Despite Altidor's advocacy, and that of Haitian Foreign Minister Antonio Rodrigue, the White House hadn't seemed inclined to extend the protection for Haitians' _ despite Trump's promise during his presidential bid to be Haiti's biggest "champion."

Relations between the two nations have been at best tense, with Haiti's ambassador to the Organization of American States in April publicly snubbing the U.S. over Venezuela as he accused diplomats of meddling in the South American nation's internal affairs.

Still, to arrive at her decision, Duke carried out her own investigation, which Murray described as "a candid appraisal" of conditions on the ground in Haiti because she understood the impact of the decision on families. She spoke to Altidor and Rodrigue, and met with members of the Florida congressional delegation, including Democratic Sen. Bill Nelson.

Duke also contacted Gov. Rick Scott, who is among several state governors who supported an 18-month extension on behalf of Haitians _ 32,500 of whom, according to the Center for Migration Studies' analysis, call Florida home. The same day Scott and Duke spoke, a coalition of human rights groups in Haiti, led by the Support Group for Refugees and Returnees, delivered a petition with 3,000 signatures supporting TPS renewal to the U.S. Embassy in Port-au-Prince.

Haiti had received four 18-month extensions on TPS after its initial 2010 designation. But Kelly, who repeatedly emphasized the "temporary" in TPS, was not keen on granting another renewal or re-designation. After traveling to Haiti in late May to meet with Haitian President Jovenel Moise, Kelly told the Miami Herald that he believed that conditions in Haiti had improved. He cited as proof Moise's plans to rebuild the country's quake-damaged presidential palace, and that the United Nations was pulling out its peacekeeping mission.
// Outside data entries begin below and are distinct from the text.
//! Core of TaskStreak: calendar-day keys, streak derivation, the task model and the
//! reducer that moves application state from one snapshot to the next.
//! Nothing in here performs I/O apart from the storage contract definitions.

pub mod clock;
pub mod date;
pub mod query;
pub mod reducer;
pub mod storage;
pub mod streak;
pub mod tasks;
While the U.N. did withdraw its blue-helmeted soldiers from Haiti under pressure from Washington to reduce its peacekeeping missions around the globe, it still considers an impoverished Haiti a threat to regional security. It replaced the $346 million-a-year peacekeeping mission with a smaller, less costly one focused on justice, human rights and police reform.

Meanwhile, the budget recently passed by Haiti's parliament doesn't have any money allocated for the palace's reconstruction.

"Even if the question is strictly whether conditions today continue to warrant an extension, we have a guidepost," said Tom Jawetz, vice president for immigration policy at the Center for American Progress in Washington, D.C., referring to the justification that was laid down in the federal register for DHS' six-month extension.

That justification reads: "Although Haiti has made significant progress in recovering from the January 2010 earthquake that prompted its initial designation, conditions in Haiti supporting its designation for TPS continue to be met at this time."

"This administration has already spoken as to conditions on the ground," Jawetz said. "In the intervening months, we had hurricanes Irma and Maria and a worsening food insecurity crisis ... . The collection of factors on the ground between May 2017 and November 2017 can't possibly be cited as justification for coming to a different decision than what they made six months ago."